**WHAT TO DO**
The required answer is an exact copy of every entry underneath.

**DATA**

▶

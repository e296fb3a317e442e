//! External launch data.
//!
//! `LaunchFeed` owns the most recent payload fetched from a `LaunchSource`.
//! It is populated by the startup sync, refreshed by the scheduler and the
//! manual trigger, and read by the HTTP handlers.

mod error;
mod parse;
mod spacex;

pub use error::FetchError;
pub use parse::{parse_mission_data, RawMission};
pub use spacex::SpaceXClient;

use async_trait::async_trait;
use serde_json::Value;
use std::sync::Arc;
use tokio::sync::RwLock;

/// Anything that can produce the current list of raw launch objects.
#[async_trait]
pub trait LaunchSource: Send + Sync {
    async fn fetch_launches(&self) -> Result<Vec<Value>, FetchError>;
}

/// Cache of the latest launch payload.
pub struct LaunchFeed {
    source: Arc<dyn LaunchSource>,
    latest: RwLock<Option<Vec<Value>>>,
}

pub type SharedLaunchFeed = Arc<LaunchFeed>;

impl LaunchFeed {
    pub fn new(source: Arc<dyn LaunchSource>) -> Self {
        Self {
            source,
            latest: RwLock::new(None),
        }
    }

    /// Fetch from the source and replace the cached payload.
    ///
    /// On failure the previous payload is kept.
    pub async fn refresh(&self) -> Result<usize, FetchError> {
        let launches = self.source.fetch_launches().await?;
        let count = launches.len();
        *self.latest.write().await = Some(launches);
        tracing::debug!("Launch feed refreshed with {} launches", count);
        Ok(count)
    }

    /// The cached payload, or `None` if nothing (or an empty list) has been fetched.
    pub async fn current(&self) -> Option<Vec<Value>> {
        self.latest
            .read()
            .await
            .as_ref()
            .filter(|launches| !launches.is_empty())
            .cloned()
    }

    /// The cached payload converted into mission mappings.
    pub async fn current_missions(&self) -> Option<Vec<RawMission>> {
        let latest = self.latest.read().await;
        latest
            .as_ref()
            .filter(|launches| !launches.is_empty())
            .map(|launches| parse_mission_data(launches))
    }
}


#[cfg(test)]
mod tests {
    use super::testing::StaticLaunchSource;
    use super::*;
    use serde_json::json;

    #[tokio::test]
    async fn test_feed_is_empty_before_first_refresh() {
        let feed = LaunchFeed::new(StaticLaunchSource::new(Some(vec![json!({"name": "A"})])));
        assert!(feed.current().await.is_none());
        assert!(feed.current_missions().await.is_none());
    }

    #[tokio::test]
    async fn test_refresh_populates_cache() {
        let source = StaticLaunchSource::new(Some(vec![
            json!({"name": "FalconSat", "success": false}),
            json!({"name": "DemoSat", "success": true}),
        ]));
        let feed = LaunchFeed::new(source.clone());

        assert_eq!(feed.refresh().await.unwrap(), 2);
        assert_eq!(source.calls(), 1);
        assert_eq!(feed.current().await.unwrap().len(), 2);

        let missions = feed.current_missions().await.unwrap();
        assert_eq!(missions[1]["status"], "completed");
    }

    #[tokio::test]
    async fn test_failed_refresh_keeps_previous_payload() {
        let source = StaticLaunchSource::new(Some(vec![json!({"name": "FalconSat"})]));
        let feed = LaunchFeed::new(source.clone());
        feed.refresh().await.unwrap();

        source.set(None);
        let err = feed.refresh().await.unwrap_err();
        assert!(err.is_connection());
        assert_eq!(feed.current().await.unwrap()[0]["name"], "FalconSat");
    }

    #[tokio::test]
    async fn test_empty_payload_counts_as_no_data() {
        let feed = LaunchFeed::new(StaticLaunchSource::new(Some(vec![])));
        assert_eq!(feed.refresh().await.unwrap(), 0);
        assert!(feed.current().await.is_none());
    }
}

◀

**EXERCISE SOLUTION**
repository e296fb3a317e442e
//! External launch data.
//!
//! `LaunchFeed` owns the most recent payload fetched from a `LaunchSource`.
//! It is populated by the startup sync, refreshed by the scheduler and the
//! manual trigger, and read by the HTTP handlers.

mod error;
mod parse;
mod spacex;

pub use error::FetchError;
pub use parse::{parse_mission_data, RawMission};
pub use spacex::SpaceXClient;

use async_trait::async_trait;
use serde_json::Value;
use std::sync::Arc;
use tokio::sync::RwLock;

/// Anything that can produce the current list of raw launch objects.
#[async_trait]
pub trait LaunchSource: Send + Sync {
    async fn fetch_launches(&self) -> Result<Vec<Value>, FetchError>;
}

/// Cache of the latest launch payload.
pub struct LaunchFeed {
    source: Arc<dyn LaunchSource>,
    latest: RwLock<Option<Vec<Value>>>,
}

pub type SharedLaunchFeed = Arc<LaunchFeed>;

impl LaunchFeed {
    pub fn new(source: Arc<dyn LaunchSource>) -> Self {
        Self {
            source,
            latest: RwLock::new(None),
        }
    }

    /// Fetch from the source and replace the cached payload.
    ///
    /// On failure the previous payload is kept.
    pub async fn refresh(&self) -> Result<usize, FetchError> {
        let launches = self.source.fetch_launches().await?;
        let count = launches.len();
        *self.latest.write().await = Some(launches);
        tracing::debug!("Launch feed refreshed with {} launches", count);
        Ok(count)
    }

    /// The cached payload, or `None` if nothing (or an empty list) has been fetched.
    pub async fn current(&self) -> Option<Vec<Value>> {
        self.latest
            .read()
            .await
            .as_ref()
            .filter(|launches| !launches.is_empty())
            .cloned()
    }

    /// The cached payload converted into mission mappings.
    pub async fn current_missions(&self) -> Option<Vec<RawMission>> {
        let latest = self.latest.read().await;
        latest
            .as_ref()
            .filter(|launches| !launches.is_empty())
            .map(|launches| parse_mission_data(launches))
    }
}


#[cfg(test)]
mod tests {
    use super::testing::StaticLaunchSource;
    use super::*;
    use serde_json::json;

    #[tokio::test]
    async fn test_feed_is_empty_before_first_refresh() {
        let feed = LaunchFeed::new(StaticLaunchSource::new(Some(vec![json!({"name": "A"})])));
        assert!(feed.current().await.is_none());
        assert!(feed.current_missions().await.is_none());
    }

    #[tokio::test]
    async fn test_refresh_populates_cache() {
        let source = StaticLaunchSource::new(Some(vec![
            json!({"name": "FalconSat", "success": false}),
            json!({"name": "DemoSat", "success": true}),
        ]));
        let feed = LaunchFeed::new(source.clone());

        assert_eq!(feed.refresh().await.unwrap(), 2);
        assert_eq!(source.calls(), 1);
        assert_eq!(feed.current().await.unwrap().len(), 2);

        let missions = feed.current_missions().await.unwrap();
        assert_eq!(missions[1]["status"], "completed");
    }

    #[tokio::test]
    async fn test_failed_refresh_keeps_previous_payload() {
        let source = StaticLaunchSource::new(Some(vec![json!({"name": "FalconSat"})]));
        let feed = LaunchFeed::new(source.clone());
        feed.refresh().await.unwrap();

        source.set(None);
        let err = feed.refresh().await.unwrap_err();
        assert!(err.is_connection());
        assert_eq!(feed.current().await.unwrap()[0]["name"], "FalconSat");
    }

    #[tokio::test]
    async fn test_empty_payload_counts_as_no_data() {
        let feed = LaunchFeed::new(StaticLaunchSource::new(Some(vec![])));
        assert_eq!(feed.refresh().await.unwrap(), 0);
        assert!(feed.current().await.is_none());
    }
}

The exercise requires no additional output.